Earlier this summer, a 25-year-old Albanian man, who had lived in France since he was 14 and finished school here, said he would appeal after his application for French citizenship was refused because he did not know who Edith Cresson or Jules Ferry were. (They are; France's first female prime minister in 1991 and the education minister who oversaw the transition to free and secular public schooling in the 1880s). 

It was reported in 2019 that a nurse was denied French citizenship because she had been putting in too many hours at work.

The Val-de-Marne préfecture denied the application for citizenship on the grounds that the woman - whose country of origin was not revealed in reports at the time - was "failing to comply with the law" around working hours.

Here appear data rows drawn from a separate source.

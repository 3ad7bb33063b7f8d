use std::sync::{Arc, Mutex};
use std::time::Duration;

use serde::{Deserialize, Serialize};
use tokio::sync::mpsc;
use tokio::task::JoinHandle;
use tokio::time::Instant;
use tracing::{debug, trace};

use super::{Attachment, RawInputSource, lock};
use crate::event_model::channel::Subscribers;
use crate::event_model::raw::{RawInput, RawPointerEvent, RawPointerKind};
use crate::event_model::{MouseButton, MouseEventKind, MouseInputEvent, NO_BUTTON, Point, Rect};

/// 滚轮单轴单次最大增量
pub const MAX_SCROLL_DELTA: f64 = 100.0;

/// 合并后的移动与上一次发出的位置相差不超过它就丢弃
const MOVE_EPSILON: f64 = 0.1;

#[derive(Debug, Clone, PartialEq, Serialize, Deserialize)]
#[serde(default, deny_unknown_fields)]
pub struct MouseConfig {
    pub sensitivity: f64,
    /// 合成双击的时间窗口
    pub click_threshold_ms: u64,
    /// 超过这个位移的按下-释放不再算点击
    pub drag_threshold_px: f64,
    /// 移动合并窗口
    pub throttle_ms: u64,
}

impl Default for MouseConfig {
    fn default() -> Self {
        Self {
            sensitivity: 1.0,
            click_threshold_ms: 300,
            drag_threshold_px: 5.0,
            throttle_ms: 16,
        }
    }
}

#[derive(Debug, Clone, Copy)]
struct DragState {
    start: Point,
    /// 收到过移动才算真正的拖拽
    confirmed: bool,
    travel: f64,
}

#[derive(Debug, Clone, Copy)]
struct ClickRecord {
    at: Instant,
    button: i16,
    position: Point,
}

#[derive(Default)]
struct MouseState {
    config: MouseConfig,
    boundary: Option<Rect>,
    attachment: Option<Attachment>,
    pressed: u8,
    drag: Option<DragState>,
    pending_move: Option<MouseInputEvent>,
    flush_task: Option<JoinHandle<()>>,
    last_emitted_move: Option<Point>,
    last_click: Option<ClickRecord>,
    suppress_click: bool,
}

struct MouseInner {
    state: Mutex<MouseState>,
    events: Subscribers<MouseInputEvent>,
}

/// 把原始指针通知规范化为 [`MouseInputEvent`]
pub struct MouseCaptureHandler {
    inner: Arc<MouseInner>,
}

impl std::fmt::Debug for MouseCaptureHandler {
    fn fmt(&self, f: &mut std::fmt::Formatter<'_>) -> std::fmt::Result {
        let state = lock(&self.inner.state);
        f.debug_struct("MouseCaptureHandler")
            .field("attached", &state.attachment.is_some())
            .field("pressed", &state.pressed)
            .field("dragging", &state.drag.is_some())
            .finish()
    }
}

impl MouseCaptureHandler {
    pub fn new(config: MouseConfig) -> Self {
        Self {
            inner: Arc::new(MouseInner {
                state: Mutex::new(MouseState {
                    config,
                    ..MouseState::default()
                }),
                events: Subscribers::new(),
            }),
        }
    }

    pub fn subscribe(&self) -> mpsc::UnboundedReceiver<MouseInputEvent> {
        self.inner.events.subscribe()
    }

    /// 重复 attach 会先释放上一次的登记
    pub fn attach(&self, surface: Arc<dyn RawInputSource>) {
        self.detach();
        let weak = Arc::downgrade(&self.inner);
        let attachment = Attachment::new(
            surface,
            Arc::new(move |raw: &RawInput| {
                if let Some(inner) = weak.upgrade() {
                    inner.handle_raw(raw);
                }
            }),
        );
        debug!(surface = %attachment.source.surface_id(), "mouse capture attached");
        lock(&self.inner.state).attachment = Some(attachment);
    }

    pub fn detach(&self) {
        let attachment = {
            let mut state = lock(&self.inner.state);
            if let Some(task) = state.flush_task.take() {
                task.abort();
            }
            state.pending_move = None;
            state.drag = None;
            state.pressed = 0;
            state.last_click = None;
            state.suppress_click = false;
            state.attachment.take()
        };
        if let Some(attachment) = attachment {
            debug!(surface = %attachment.source.surface_id(), "mouse capture detached");
            attachment.release();
        }
    }

    pub fn is_attached(&self) -> bool {
        lock(&self.inner.state).attachment.is_some()
    }

    pub fn set_boundary(&self, rect: Rect) {
        lock(&self.inner.state).boundary = Some(rect);
    }

    pub fn clear_boundary(&self) {
        lock(&self.inner.state).boundary = None;
    }

    pub fn update_config(&self, update: impl FnOnce(&mut MouseConfig)) {
        update(&mut lock(&self.inner.state).config);
    }

    pub fn config(&self) -> MouseConfig {
        lock(&self.inner.state).config.clone()
    }

    /// 当前按下的按键位掩码
    pub fn buttons(&self) -> u8 {
        lock(&self.inner.state).pressed
    }

    pub fn is_dragging(&self) -> bool {
        lock(&self.inner.state)
            .drag
            .is_some_and(|drag| drag.confirmed)
    }
}

impl Drop for MouseCaptureHandler {
    fn drop(&mut self) {
        self.detach();
    }
}

impl MouseInner {
    fn handle_raw(self: &Arc<Self>, raw: &RawInput) {
        let RawInput::Pointer(pointer) = raw else {
            return;
        };
        let mut state = lock(&self.state);
        let Some(attachment) = state.attachment.as_ref() else {
            return;
        };
        let surface_rect = attachment.source.bounding_rect();
        let position = state.map_position(pointer, surface_rect);

        match pointer.kind {
            RawPointerKind::Move => self.on_move(&mut state, position, pointer.timestamp),
            RawPointerKind::Down => self.on_down(&mut state, position, pointer),
            RawPointerKind::Up => self.on_up(&mut state, position, pointer),
            RawPointerKind::Click => self.on_click(&mut state, position, pointer),
            RawPointerKind::DoubleClick => {
                // 双击由 on_click 合成
                trace!("native double click absorbed");
            }
            RawPointerKind::Wheel => {
                self.flush_pending(&mut state);
                let delta_x = pointer.delta_x.clamp(-MAX_SCROLL_DELTA, MAX_SCROLL_DELTA);
                let delta_y = pointer.delta_y.clamp(-MAX_SCROLL_DELTA, MAX_SCROLL_DELTA);
                let event = MouseInputEvent::new(
                    MouseEventKind::Scroll,
                    position,
                    NO_BUTTON,
                    state.pressed,
                    pointer.timestamp,
                )
                .with_delta(delta_x, delta_y);
                self.events.emit(event);
            }
            RawPointerKind::ContextMenu => trace!("context menu suppressed"),
        }
    }

    fn on_move(self: &Arc<Self>, state: &mut MouseState, position: Point, timestamp: f64) {
        if let Some(drag) = state.drag.as_mut() {
            drag.confirmed = true;
            drag.travel = drag.travel.max(drag.start.distance_to(&position));
            let start = drag.start;
            let event = MouseInputEvent::new(MouseEventKind::Drag, position, 0, state.pressed, timestamp)
                .with_drag_start(start);
            self.events.emit(event);
            return;
        }

        state.pending_move = Some(MouseInputEvent::new(
            MouseEventKind::Move,
            position,
            NO_BUTTON,
            state.pressed,
            timestamp,
        ));
        if state.flush_task.is_some() {
            return;
        }

        let throttle = Duration::from_millis(state.config.throttle_ms);
        let runtime = tokio::runtime::Handle::try_current();
        match runtime {
            Ok(handle) if !throttle.is_zero() => {
                let weak = Arc::downgrade(self);
                state.flush_task = Some(handle.spawn(async move {
                    tokio::time::sleep(throttle).await;
                    if let Some(inner) = weak.upgrade() {
                        let mut state = lock(&inner.state);
                        state.flush_task = None;
                        inner.flush_pending(&mut state);
                    }
                }));
            }
            _ => self.flush_pending(state),
        }
    }

    fn on_down(&self, state: &mut MouseState, position: Point, pointer: &RawPointerEvent) {
        self.flush_pending(state);
        if let Ok(button) = MouseButton::try_from(pointer.button) {
            state.pressed |= button.mask();
        }
        self.events.emit(MouseInputEvent::new(
            MouseEventKind::Down,
            position,
            pointer.button,
            state.pressed,
            pointer.timestamp,
        ));
        if pointer.button == MouseButton::Left as i16 {
            state.drag = Some(DragState {
                start: position,
                confirmed: false,
                travel: 0.0,
            });
            state.suppress_click = false;
        }
    }

    fn on_up(&self, state: &mut MouseState, position: Point, pointer: &RawPointerEvent) {
        self.flush_pending(state);
        if let Ok(button) = MouseButton::try_from(pointer.button) {
            state.pressed &= !button.mask();
        }
        self.events.emit(MouseInputEvent::new(
            MouseEventKind::Up,
            position,
            pointer.button,
            state.pressed,
            pointer.timestamp,
        ));

        if pointer.button != MouseButton::Left as i16 {
            return;
        }
        if let Some(drag) = state.drag.take() {
            let travel = drag.travel.max(drag.start.distance_to(&position));
            state.suppress_click = travel > state.config.drag_threshold_px;
            if drag.confirmed {
                let event = MouseInputEvent::new(
                    MouseEventKind::Drag,
                    position,
                    0,
                    state.pressed,
                    pointer.timestamp,
                )
                .with_drag_start(drag.start);
                self.events.emit(event);
            }
        }
    }

    fn on_click(&self, state: &mut MouseState, position: Point, pointer: &RawPointerEvent) {
        self.flush_pending(state);
        if std::mem::take(&mut state.suppress_click) {
            trace!("click after drag suppressed");
            return;
        }
        self.events.emit(MouseInputEvent::new(
            MouseEventKind::Click,
            position,
            pointer.button,
            state.pressed,
            pointer.timestamp,
        ));

        let now = Instant::now();
        let window = Duration::from_millis(state.config.click_threshold_ms);
        let is_double = state.last_click.is_some_and(|last| {
            last.button == pointer.button
                && now.duration_since(last.at) <= window
                && last.position.distance_to(&position) <= state.config.drag_threshold_px
        });
        if is_double {
            state.last_click = None;
            self.events.emit(MouseInputEvent::new(
                MouseEventKind::DoubleClick,
                position,
                pointer.button,
                state.pressed,
                pointer.timestamp,
            ));
        } else {
            state.last_click = Some(ClickRecord {
                at: now,
                button: pointer.button,
                position,
            });
        }
    }

    /// 发出合并中的移动; 和上次发出的位置几乎相同则丢弃
    fn flush_pending(&self, state: &mut MouseState) {
        if let Some(task) = state.flush_task.take() {
            task.abort();
        }
        let Some(event) = state.pending_move.take() else {
            return;
        };
        let position = event.position();
        let changed = state.last_emitted_move.is_none_or(|last| {
            (last.x - position.x).abs() > MOVE_EPSILON || (last.y - position.y).abs() > MOVE_EPSILON
        });
        if changed {
            state.last_emitted_move = Some(position);
            self.events.emit(event);
        }
    }
}

impl MouseState {
    fn map_position(&self, pointer: &RawPointerEvent, surface_rect: Rect) -> Point {
        let sensitivity = self.config.sensitivity;
        let local = Point::new(
            (pointer.client_x - surface_rect.x) * sensitivity,
            (pointer.client_y - surface_rect.y) * sensitivity,
        );
        match self.boundary {
            Some(boundary) => boundary.clamp_local(local),
            None => local,
        }
    }
}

She apparently had three jobs and clocked up 59 hours of work a week and an average of 271 hours a month, considered "a violation of working regulations in France".

And, in 2016, an Algerian woman was refused citizenship because she refused to shake hands with the secretary-general of the prefecture and another local official at the ceremony celebrating her successful application for citizenship.

The woman told the Conseil d’Etat, France’s highest administrative court, that her actions were “motivated by her religious convictions”.

We should point out, however, that these types of refusals are unusual - which is why they make the news. 

Getting French citizenship is far from an easy process - in total around 30 percent of applications are turned down, but according to the interior ministry, the majority of these are on financial, eligibility or language grounds.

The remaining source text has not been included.